Work instructions: Transcribe the entries below without alteration.

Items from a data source
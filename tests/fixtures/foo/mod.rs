use tmgrammar::{Error, ExtraValue, Grammar, Repository, Scope};

pub mod repository;

pub fn grammar() -> Result<Grammar, Error> {
    Ok(Grammar {
        name: "Foo".into(),
        scope_name: "source.foo".into(),
        patterns: vec![
            Scope {
                include: Some("#num".into()),
                ..Scope::default()
            },
            Scope {
                include: Some("#string-double".into()),
                ..Scope::default()
            },
            Scope {
                include: Some("#heredoc".into()),
                ..Scope::default()
            },
        ],
        repository: Repository::merge([
            ("num", repository::num()),
            ("string-double", repository::string_double()),
            ("heredoc", repository::heredoc()),
        ])?,
        extra: vec![
            ("fileTypes".into(), ExtraValue::List(vec!["foo".into()])),
        ],
        ..Grammar::default()
    })
}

Exercise output:
filename tests/fixtures/foo/mod.rs
use tmgrammar::{Error, ExtraValue, Grammar, Repository, Scope};

pub mod repository;

pub fn grammar() -> Result<Grammar, Error> {
    Ok(Grammar {
        name: "Foo".into(),
        scope_name: "source.foo".into(),
        patterns: vec![
            Scope {
                include: Some("#num".into()),
                ..Scope::default()
            },
            Scope {
                include: Some("#string-double".into()),
                ..Scope::default()
            },
            Scope {
                include: Some("#heredoc".into()),
                ..Scope::default()
            },
        ],
        repository: Repository::merge([
            ("num", repository::num()),
            ("string-double", repository::string_double()),
            ("heredoc", repository::heredoc()),
        ])?,
        extra: vec![
            ("fileTypes".into(), ExtraValue::List(vec!["foo".into()])),
        ],
        ..Grammar::default()
    })
}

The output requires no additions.